A United Nations human rights expert said on Monday that the "enforced disappearance" of Russian opposition leader Alexei Navalny was alarming and demanded that Moscow release him immediately.
Lawyers for Kremlin critics have been prevented from meeting with him since December 6, and he failed to appear at a scheduled court hearing last Friday.
"I am very concerned that the Russian authorities will not disclose the whereabouts and well-being of Mr. Navalny for such a long period of time, which constitutes an enforced disappearance," said Marijana Kacarova, the UN special rapporteur for human rights in Russia.

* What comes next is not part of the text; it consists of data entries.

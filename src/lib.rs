pub mod export;
pub mod geography;
pub mod models;
pub mod reconcile;
pub mod sources;
pub mod utils;

pub use models::record::{ArcgisRecord, FacilityRecord, Province, SlimRecord, Source};
pub use reconcile::{dedup_key, reconcile};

Navalny, 47 - who was a thorn in the side of Russian leader Vladimir Putin - was jailed in 2021 after he voluntarily returned from Germany where he was treated for what Western laboratory tests showed was an attempted nerve agent poisoning
Navalny said he was poisoned in Siberia in August 2020. The Kremlin has denied being behind the attempt to kill Navalny and says there is no evidence he was poisoned with a nerve agent.
His sentence was extended to 19 years this year due to charges of extremism.
Kacharova said she raised concerns with Russian authorities after Navalny's team was told on Friday, December 15, that he had been moved from the Vladimir region near Moscow four days earlier and taken to an undisclosed location.
Navalny's family and lawyers have sent letters to all prison colonies trying to identify his whereabouts, she said.
"They received initial information that he might be in a penal colony in Omsk, but that information was later dismissed," Kacarova said in a statement.
Earlier this year, the court ordered that Navalny be moved to a stricter prison.
Kacarova said the extremism charges he was convicted of were "baseless" and warned that detainees face high risks of serious rights violations during transport.
The independent expert, appointed by the UN Human Rights Council, but who does not speak on behalf of the UN, insisted that "the term 'extremism' has no basis in international law."
In a statement, she criticized the "merciless criminal prosecution of Mr. Navalny" which was "widely condemned at the international level, which indicates an obvious misuse of the judicial system for political purposes."
Kacarova said that three of Navalny's lawyers were arrested in October, also on charges of extremism, and now risk being in prison for a long time.
"I call on the Russian authorities to comply with their international obligations regarding human rights," Kacarova said.
"Mr. Navalny and all those who have been arbitrarily detained should be immediately released and provided with legal measures and reparations for all the damage suffered," she added.
On December 12, the European Union repeated the call for Navalny's release, and the European head of diplomacy, Josep Borrell, said that it is "very worrying" that it is not known where the Russian opposition leader is.
"The Russian political leadership is responsible for his safety and health in prison, for which they will be held accountable," Borrell said on the X Network.